***** Data extracts *****

//! Deformable terrain surface
//!
//! A square heightfield that can be carved at a point with a linear radial
//! falloff. After each edit the full render mesh (positions, UVs, indices,
//! normals, tangents, bounds) and its collision shape are regenerated and
//! published as immutable snapshots.
//!
//! # Module Organization
//!
//! - `config` - DeformerConfig, validation and RON persistence
//! - `heightmap` - per-cell heights and the radial carve
//! - `mesh` - grid triangulation and area-weighted normals
//! - `tangents` - UV-gradient tangent frames
//! - `collision` - triangle soup raycasting
//! - `heightfield` - HeightfieldSurface, tying it all together

mod config;
mod heightmap;
pub mod mesh;
mod tangents;
mod collision;
mod heightfield;

pub use config::{ConfigError, DeformerConfig, limits};
pub use heightmap::{AffectedRange, Heightmap, linear_falloff};
pub use mesh::{SurfaceMesh, compute_normals};
pub use tangents::compute_tangents;
pub use collision::{CollisionMesh, RayHit};
pub use heightfield::{DeformStats, HeightfieldSurface};
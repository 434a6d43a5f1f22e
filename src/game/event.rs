//! Event System
//!
//! Digging results are published as events instead of calling into the
//! systems that care about them. The digger sends a `DeformEvent`; an
//! economy layer can charge energy for it, audio can play a scrape, VFX can
//! spawn dust, each without knowing about the others.
//!
//! The surface itself never sends events. Only the interaction layer does.

use crate::math::Vec3;

/// A queue for events of a single type.
/// Events are collected during the frame and drained at specific points.
#[derive(Debug)]
pub struct EventQueue<T> {
    events: Vec<T>,
}

impl<T> EventQueue<T> {
    pub fn new() -> Self {
        Self { events: Vec::new() }
    }

    /// Send an event (add to queue)
    pub fn send(&mut self, event: T) {
        self.events.push(event);
    }

    /// Iterate over events without clearing
    pub fn iter(&self) -> impl Iterator<Item = &T> {
        self.events.iter()
    }

    /// Drain all events (returns iterator and clears queue)
    pub fn drain(&mut self) -> impl Iterator<Item = T> + '_ {
        self.events.drain(..)
    }

    pub fn is_empty(&self) -> bool {
        self.events.is_empty()
    }

    /// Clear all events without processing
    pub fn clear(&mut self) {
        self.events.clear();
    }

    pub fn len(&self) -> usize {
        self.events.len()
    }
}

impl<T> Default for EventQueue<T> {
    fn default() -> Self {
        Self::new()
    }
}

/// Container for all interaction events
#[derive(Debug, Default)]
pub struct Events {
    /// A surface was dug into
    pub deformed: EventQueue<DeformEvent>,
}

impl Events {
    pub fn new() -> Self {
        Self::default()
    }

    /// Clear all event queues. Call at end of frame.
    pub fn clear_all(&mut self) {
        self.deformed.clear();
    }
}

// =============================================================================
// Event Types
// =============================================================================

/// A surface was deformed by a dig
#[derive(Debug, Clone, Copy, PartialEq)]
pub struct DeformEvent {
    /// Index of the body that was dug, in the slice handed to the digger
    pub body: usize,
    /// Impact point in world space (for VFX)
    pub world_point: Vec3,
    /// Impact point in the surface's local space
    pub local_point: Vec3,
    /// Heightmap cells changed by the dig
    pub cells_affected: usize,
    /// Energy the caller should deduct for this dig
    pub energy_cost: u32,
}
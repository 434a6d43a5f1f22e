//! Digging interaction
//!
//! The `Digger` turns a pointer ray into a dig: find the nearest body the ray
//! hits within reach, check it can be deformed, move the impact point into
//! the body's local space and carve there. A short cooldown keeps a held
//! button from carving every frame.

use std::fs;
use std::path::Path;
use serde::{Serialize, Deserialize};
use crate::math::{Ray, Vec3};
use crate::surface::ConfigError;
use super::deformable::Collidable;
use super::event::{DeformEvent, Events};

/// Reach and pacing of the digger
#[derive(Debug, Clone, Copy, PartialEq, Serialize, Deserialize)]
#[serde(default)]
pub struct InteractionConfig {
    /// Maximum world-space distance from the ray origin to the hit
    pub interaction_range: f32,
    /// Seconds between digs
    pub interaction_cooldown: f32,
    /// Energy charged per successful dig
    pub energy_depletion: u32,
}

impl Default for InteractionConfig {
    fn default() -> Self {
        Self {
            interaction_range: 3.0,
            interaction_cooldown: 0.25,
            energy_depletion: 1,
        }
    }
}

impl InteractionConfig {
    pub fn validate(&self) -> Result<(), ConfigError> {
        if !self.interaction_range.is_finite() || self.interaction_range <= 0.0 {
            return Err(ConfigError::Invalid(format!(
                "interaction_range must be positive and finite (got {})",
                self.interaction_range
            )));
        }
        if !self.interaction_cooldown.is_finite() || self.interaction_cooldown < 0.0 {
            return Err(ConfigError::Invalid(format!(
                "interaction_cooldown must be non-negative and finite (got {})",
                self.interaction_cooldown
            )));
        }
        Ok(())
    }

    pub fn from_ron_str(s: &str) -> Result<Self, ConfigError> {
        let config: Self = ron::from_str(s)?;
        config.validate()?;
        Ok(config)
    }

    pub fn load(path: impl AsRef<Path>) -> Result<Self, ConfigError> {
        let contents = fs::read_to_string(path)?;
        Self::from_ron_str(&contents)
    }
}

/// Nearest hit found while scanning bodies
#[derive(Debug, Clone, Copy)]
struct Candidate {
    body: usize,
    distance: f32,
    world_point: Vec3,
    local_point: Vec3,
}

/// Cooldown-gated dig controller
#[derive(Debug, Clone)]
pub struct Digger {
    config: InteractionConfig,
    cooldown: f32,
}

impl Digger {
    pub fn new(config: InteractionConfig) -> Self {
        Self { config, cooldown: 0.0 }
    }

    pub fn config(&self) -> &InteractionConfig {
        &self.config
    }

    /// Advance the cooldown timer
    pub fn update(&mut self, dt: f32) {
        self.cooldown = (self.cooldown - dt).max(0.0);
    }

    pub fn can_dig(&self) -> bool {
        self.cooldown <= 0.0
    }

    /// Seconds until the next dig is allowed
    pub fn cooldown_remaining(&self) -> f32 {
        self.cooldown
    }

    /// Dig where `ray` (world space) first hits.
    ///
    /// Returns `None` while cooling down, when nothing is in range, or when
    /// the nearest hit is a body that can't be deformed. On success the
    /// cooldown restarts and the event is also pushed onto `events.deformed`.
    pub fn try_dig(
        &mut self,
        ray: &Ray,
        bodies: &mut [&mut dyn Collidable],
        events: &mut Events,
    ) -> Option<DeformEvent> {
        if !self.can_dig() {
            return None;
        }

        let hit = self.nearest_hit(ray, bodies)?;
        let Some(deformer) = bodies[hit.body].as_deformer() else {
            log::debug!("dig blocked by non-deformable body {}", hit.body);
            return None;
        };

        let stats = deformer.deform(hit.local_point);
        self.cooldown = self.config.interaction_cooldown;

        let event = DeformEvent {
            body: hit.body,
            world_point: hit.world_point,
            local_point: hit.local_point,
            cells_affected: stats.cells_affected,
            energy_cost: self.config.energy_depletion,
        };
        events.deformed.send(event);
        Some(event)
    }

    fn nearest_hit(&self, ray: &Ray, bodies: &[&mut dyn Collidable]) -> Option<Candidate> {
        let range = self.config.interaction_range;
        let mut best: Option<Candidate> = None;

        for (i, body) in bodies.iter().enumerate() {
            let transform = body.transform();
            let (Some(origin), Some(direction)) = (
                transform.inverse_transform_point(ray.origin),
                transform.inverse_transform_direction(ray.direction),
            ) else {
                continue;
            };

            // Local units per world unit along the ray
            let stretch = direction.len();
            if stretch <= f32::EPSILON {
                continue;
            }

            let local_ray = Ray::new(origin, direction);
            let Some(hit) = body.collision().raycast(&local_ray, range * stretch) else {
                continue;
            };

            let distance = hit.distance / stretch;
            if best.map_or(true, |b| distance < b.distance) {
                best = Some(Candidate {
                    body: i,
                    distance,
                    world_point: transform.transform_point(hit.point),
                    local_point: hit.point,
                });
            }
        }
        best
    }
}

#[cfg(test)]
mod tests {
    use super::*;
    use crate::game::{DeformableBody, StaticBody, Transform};
    use crate::surface::{CollisionMesh, DeformerConfig, HeightfieldSurface};

    fn terrain(transform: Transform) -> DeformableBody {
        let surface = HeightfieldSurface::new(DeformerConfig::new(4, 1.0, 1.5, 0.5)).unwrap();
        DeformableBody::new(transform, surface)
    }

    fn down(x: f32, y: f32, z: f32) -> Ray {
        Ray::new(Vec3::new(x, y, z), Vec3::new(0.0, -1.0, 0.0))
    }

    fn assert_vec_close(a: Vec3, b: Vec3) {
        assert!((a - b).len() < 1e-4, "{:?} != {:?}", a, b);
    }

    #[test]
    fn test_default_config() {
        let config = InteractionConfig::default();
        assert!((config.interaction_range - 3.0).abs() < 1e-6);
        assert!((config.interaction_cooldown - 0.25).abs() < 1e-6);
        assert_eq!(config.energy_depletion, 1);
        assert!(config.validate().is_ok());
    }

    #[test]
    fn test_config_from_ron() {
        let config = InteractionConfig::from_ron_str("(interaction_range: 5.0)").unwrap();
        assert!((config.interaction_range - 5.0).abs() < 1e-6);
        assert_eq!(config.energy_depletion, 1);

        let result = InteractionConfig::from_ron_str("(interaction_range: -1.0)");
        assert!(matches!(result, Err(ConfigError::Invalid(_))));
    }

    #[test]
    fn test_demo_config_parses() {
        let config = InteractionConfig::from_ron_str(include_str!("../../assets/config/interaction.ron")).unwrap();
        assert!(config.interaction_range > 0.0);
    }

    #[test]
    fn test_dig_hits_surface() {
        let mut ground = terrain(Transform::IDENTITY);
        let mut digger = Digger::new(InteractionConfig::default());
        let mut events = Events::new();

        let event = {
            let mut bodies: [&mut dyn Collidable; 1] = [&mut ground];
            digger.try_dig(&down(2.3, 2.0, 1.6), &mut bodies, &mut events).unwrap()
        };

        assert_eq!(event.body, 0);
        assert_vec_close(event.local_point, Vec3::new(2.3, 0.0, 1.6));
        assert_vec_close(event.world_point, Vec3::new(2.3, 0.0, 1.6));
        assert!(event.cells_affected > 0);
        assert_eq!(event.energy_cost, 1);
        assert_eq!(events.deformed.len(), 1);
        assert_eq!(ground.surface.revision(), 1);
        assert!(!digger.can_dig());
    }

    #[test]
    fn test_cooldown_gates_digging() {
        let mut ground = terrain(Transform::IDENTITY);
        let mut digger = Digger::new(InteractionConfig::default());
        let mut events = Events::new();
        let ray = down(2.3, 2.0, 1.6);
        let mut bodies: [&mut dyn Collidable; 1] = [&mut ground];

        assert!(digger.try_dig(&ray, &mut bodies, &mut events).is_some());
        assert!(digger.try_dig(&ray, &mut bodies, &mut events).is_none());

        digger.update(0.1);
        assert!(!digger.can_dig());
        digger.update(0.2);
        assert!(digger.can_dig());
        assert_eq!(digger.cooldown_remaining(), 0.0);

        assert!(digger.try_dig(&ray, &mut bodies, &mut events).is_some());
        assert_eq!(events.deformed.len(), 2);
    }

    #[test]
    fn test_out_of_range_does_nothing() {
        let mut ground = terrain(Transform::IDENTITY);
        let mut digger = Digger::new(InteractionConfig::default());
        let mut events = Events::new();

        {
            let mut bodies: [&mut dyn Collidable; 1] = [&mut ground];
            assert!(digger.try_dig(&down(2.3, 5.0, 1.6), &mut bodies, &mut events).is_none());
        }
        assert!(digger.can_dig());
        assert!(events.deformed.is_empty());
        assert_eq!(ground.surface.revision(), 0);
    }

    #[test]
    fn test_dig_in_local_space_of_moved_body() {
        let mut ground = terrain(Transform::from_position(Vec3::new(10.0, 0.0, 0.0)));
        let mut digger = Digger::new(InteractionConfig::default());
        let mut events = Events::new();

        let event = {
            let mut bodies: [&mut dyn Collidable; 1] = [&mut ground];
            digger.try_dig(&down(12.3, 2.0, 1.6), &mut bodies, &mut events).unwrap()
        };
        assert_vec_close(event.local_point, Vec3::new(2.3, 0.0, 1.6));
        assert_vec_close(event.world_point, Vec3::new(12.3, 0.0, 1.6));
    }

    #[test]
    fn test_range_measured_in_world_units() {
        let transform = Transform {
            scale: 2.0,
            ..Transform::IDENTITY
        };
        let mut ground = terrain(transform);
        let mut digger = Digger::new(InteractionConfig::default());
        let mut events = Events::new();

        let event = {
            let mut bodies: [&mut dyn Collidable; 1] = [&mut ground];
            digger.try_dig(&down(4.6, 2.5, 3.2), &mut bodies, &mut events).unwrap()
        };
        assert_vec_close(event.local_point, Vec3::new(2.3, 0.0, 1.6));
        assert_vec_close(event.world_point, Vec3::new(4.6, 0.0, 3.2));
    }

    #[test]
    fn test_static_body_blocks_dig() {
        let mut ground = terrain(Transform::IDENTITY);
        let slab = CollisionMesh::new(
            vec![
                Vec3::new(0.0, 1.0, 0.0),
                Vec3::new(8.0, 1.0, 0.0),
                Vec3::new(0.0, 1.0, 8.0),
            ],
            vec![[0, 1, 2]],
        );
        let mut rock = StaticBody::new(Transform::IDENTITY, slab);
        let mut digger = Digger::new(InteractionConfig::default());
        let mut events = Events::new();

        {
            let mut bodies: [&mut dyn Collidable; 2] = [&mut ground, &mut rock];
            assert!(digger.try_dig(&down(2.3, 2.0, 1.6), &mut bodies, &mut events).is_none());
        }
        assert!(events.deformed.is_empty());
        assert_eq!(ground.surface.revision(), 0);
        assert!(digger.can_dig());
    }

    #[test]
    fn test_nearest_body_wins() {
        let mut near = terrain(Transform::from_position(Vec3::new(0.0, 1.0, 0.0)));
        let mut far = terrain(Transform::IDENTITY);
        let mut digger = Digger::new(InteractionConfig::default());
        let mut events = Events::new();

        let event = {
            let mut bodies: [&mut dyn Collidable; 2] = [&mut far, &mut near];
            digger.try_dig(&down(2.3, 2.0, 1.6), &mut bodies, &mut events).unwrap()
        };
        assert_eq!(event.body, 1);
        assert_eq!(near.surface.revision(), 1);
        assert_eq!(far.surface.revision(), 0);
    }
}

*****

### Your task
Return a copy of each line of the material that holds the word "deformed".

### Solution to the exercise
    pub deformed: EventQueue<DeformEvent>,
        self.deformed.clear();
/// A surface was deformed by a dig
//! hits within reach, check it can be deformed, move the impact point into
    /// the nearest hit is a body that can't be deformed. On success the
    /// cooldown restarts and the event is also pushed onto `events.deformed`.
        events.deformed.send(event);
        assert_eq!(events.deformed.len(), 1);
        assert_eq!(events.deformed.len(), 2);
        assert!(events.deformed.is_empty());
        assert!(events.deformed.is_empty());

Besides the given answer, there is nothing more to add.